C'est la fin d'un très long dimanche de travail.
Vous avez affronté des conditions météorologiques défavorables et en constante évolution pour réaliser deux fonctionnalités solides. Vous êtes en sueur, fatigué, assoiffé et affamé, mais la fin de la journée est en vue. Tout ce à quoi vous pouvez penser, c'est rentrer chez vous sans stress, prendre de la nourriture en chemin et vous détendre pour le reste de la soirée.
Mais ensuite vous voyez une Toyota Supra JZA80 cachée dans un coin ; vous savez instantanément que le reste de votre journée va devoir attendre encore un peu.
Même si cela ne faisait pas partie de nos plans ce jour-là, aucun Speedhunter digne de ce nom ne laissera passer une voiture comme celle-ci. Surtout quand les mots « manuel » et « simple turbo » sont utilisés.
Et si nous ferions mieux de sortir la caméra ?

Ce n'est pas Darren Colemanla première Supra. Depuis qu'il a vendu son précédent, cela a laissé un trou en forme de 2JZ dans sa vie, et le reste de cette histoire est à peu près aussi prévisible que vous le pensez. Une Supra à l'extérieur, une Supra à l'intérieur.

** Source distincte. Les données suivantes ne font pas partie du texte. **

impl CondStack {
    pub fn new() -> Self {
        Self::default()
    }

    /// Whether a plain (non-directive) line should currently be parsed.
    pub fn is_active(&self) -> bool {
        self.frames.last().map(Frame::effectively_active).unwrap_or(true)
    }

    /// Nesting depth, used to detect unbalanced `.if`/`.endif` across an
    /// `.include` frame boundary (§4.3).
    pub fn depth(&self) -> usize {
        self.frames.len()
    }

    /// Handle a `.`-prefixed line whose first word was not already claimed
    /// by `include`/`undef`/`export`/`unexport`/`info`/`warning`/`error`.
    pub fn process(
        &mut self,
        word: &str,
        rest: &str,
        ctx: &dyn CondContext,
    ) -> Result<Verdict, CondError> {
        let outer_active = self
            .frames
            .last()
            .map(Frame::effectively_active)
            .unwrap_or(true);

        match classify(word) {
            Some(Directive::If(negate, kind)) => {
                let parent_active = outer_active;
                let cond = if parent_active {
                    eval_sugared(kind, negate, rest, ctx)?
                } else {
                    false
                };
                self.frames.push(Frame {
                    state: if cond {
                        BranchState::Active
                    } else {
                        BranchState::Pending
                    },
                    parent_active,
                    saw_else: false,
                });
                Ok(self.verdict())
            }
            Some(Directive::Elif(negate, kind)) => {
                let frame = self.frames.last_mut().ok_or(CondError::UnbalancedElse)?;
                if frame.saw_else {
                    return Err(CondError::DuplicateElse);
                }
                match frame.state {
                    BranchState::Pending if frame.parent_active => {
                        let cond = eval_sugared(kind, negate, rest, ctx)?;
                        if cond {
                            frame.state = BranchState::Active;
                        }
                    }
                    BranchState::Active => frame.state = BranchState::Done,
                    _ => {}
                }
                Ok(self.verdict())
            }
            Some(Directive::Else) => {
                let frame = self.frames.last_mut().ok_or(CondError::UnbalancedElse)?;
                if frame.saw_else {
                    return Err(CondError::DuplicateElse);
                }
                frame.saw_else = true;
                match frame.state {
                    BranchState::Pending => frame.state = BranchState::Active,
                    BranchState::Active => frame.state = BranchState::Done,
                    BranchState::Done => {}
                }
                Ok(self.verdict())
            }
            Some(Directive::Endif) => {
                if self.frames.pop().is_none() {
                    return Err(CondError::UnbalancedEndif);
                }
                Ok(self.verdict())
            }
            None => Ok(Verdict::Invalid),
        }
    }

    fn verdict(&self) -> Verdict {
        if self.is_active() {
            Verdict::Parse
        } else {
            Verdict::Skip
        }
    }
}

#[derive(Debug, Clone, Copy, PartialEq, Eq)]
enum FuncKind {
    Plain,
    Defined,
    Make,
}

#[derive(Debug, Clone, Copy, PartialEq, Eq)]
enum Directive {
    If(bool, FuncKind),
    Elif(bool, FuncKind),
    Else,
    Endif,
}

fn classify(word: &str) -> Option<Directive> {
    Some(match word {
        "if" => Directive::If(false, FuncKind::Plain),
        "ifdef" => Directive::If(false, FuncKind::Defined),
        "ifndef" => Directive::If(true, FuncKind::Defined),
        "ifmake" => Directive::If(false, FuncKind::Make),
        "ifnmake" => Directive::If(true, FuncKind::Make),
        "elif" => Directive::Elif(false, FuncKind::Plain),
        "elifdef" => Directive::Elif(false, FuncKind::Defined),
        "elifndef" => Directive::Elif(true, FuncKind::Defined),
        "elifmake" => Directive::Elif(false, FuncKind::Make),
        "elifnmake" => Directive::Elif(true, FuncKind::Make),
        "else" => Directive::Else,
        "endif" => Directive::Endif,
        _ => return None,
    })
}

/// `.ifdef`/`.ifmake` (and their `n`-negated siblings) are sugar over the
/// general expression grammar: `.ifdef FOO BAR` == `.if defined(FOO) ||
/// defined(BAR)`, same for `.ifmake`.
fn eval_sugared(
    kind: FuncKind,
    negate: bool,
    rest: &str,
    ctx: &dyn CondContext,
) -> Result<bool, CondError> {
    let value = match kind {
        FuncKind::Plain => Expr::parse(rest)?.eval(ctx)?,
        FuncKind::Defined => rest
            .split_whitespace()
            .any(|word| ctx.get_var(word).is_some()),
        FuncKind::Make => rest.split_whitespace().any(|word| ctx.is_making(word)),
    };
    Ok(value ^ negate)
}

// ---------------------------------------------------------------------
// Expression grammar: or_expr := and_expr ('||' and_expr)*
//                      and_expr := unary ('&&' unary)*
//                      unary := '!' unary | primary
//                      primary := '(' expr ')' | func '(' arg ')' | comparison
//                      comparison := value (op value)?
// ---------------------------------------------------------------------

struct Expr<'a> {
    chars: Vec<char>,
    pos: usize,
    ctx_text: &'a str,
}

En utilisant ce qu'il a appris avec sa première Supra, il n'a pas fallu longtemps à Darren pour assembler celle-ci selon les spécifications exactes qu'il souhaitait. Il s'agit d'un aspect critique mais souvent négligé de toute construction, dans la mesure où Darren savait exactement ce que devait être cette voiture dès le départ. Pas une arme de piste ou une machine de traînée de 1 000 chevaux, mais une redoutable GT avec juste ce qu'il faut de tout, avec le moins de choses possible pour nuire au plaisir de la voiture.
Alors, à quoi ça ressemble ?

Un 2JZ-GTE non VVTi converti en simple turbo avec un Holset HE351, des injecteurs Sard Racing 650cc, un Hyper-Gate Turbosmart de 45 mm, un refroidisseur intermédiaire personnalisé de 3 pouces et un échappement personnalisé de 4 pouces menant à un HKS Silent Hi-Power partie arrière. Un HKS F-CON Gold V Pro 3.2 est la gestion moteur autonome en place, ainsi qu'un contrôleur de boost GReddy Profec monté sur la colonne de direction.
Ce n'est pas extrêmement puissant par rapport aux normes Supra, probablement plus de 500 chevaux, mais plus que suffisant pour les routes étroites et sinueuses que nous avons ici en Irlande. Quand il s’agit de boost, ça – et c’est à peu près aussi poliment que je peux le dire – c’est foutu.
Ce que je considère comme l’un des meilleurs intérieurs d’usine jamais vus dans une voiture de série n’a été que légèrement modifié. Une paire de Recaros assorties, un volant Nardi et une pléthore de jauges et de contrôleurs auxiliaires suffisent.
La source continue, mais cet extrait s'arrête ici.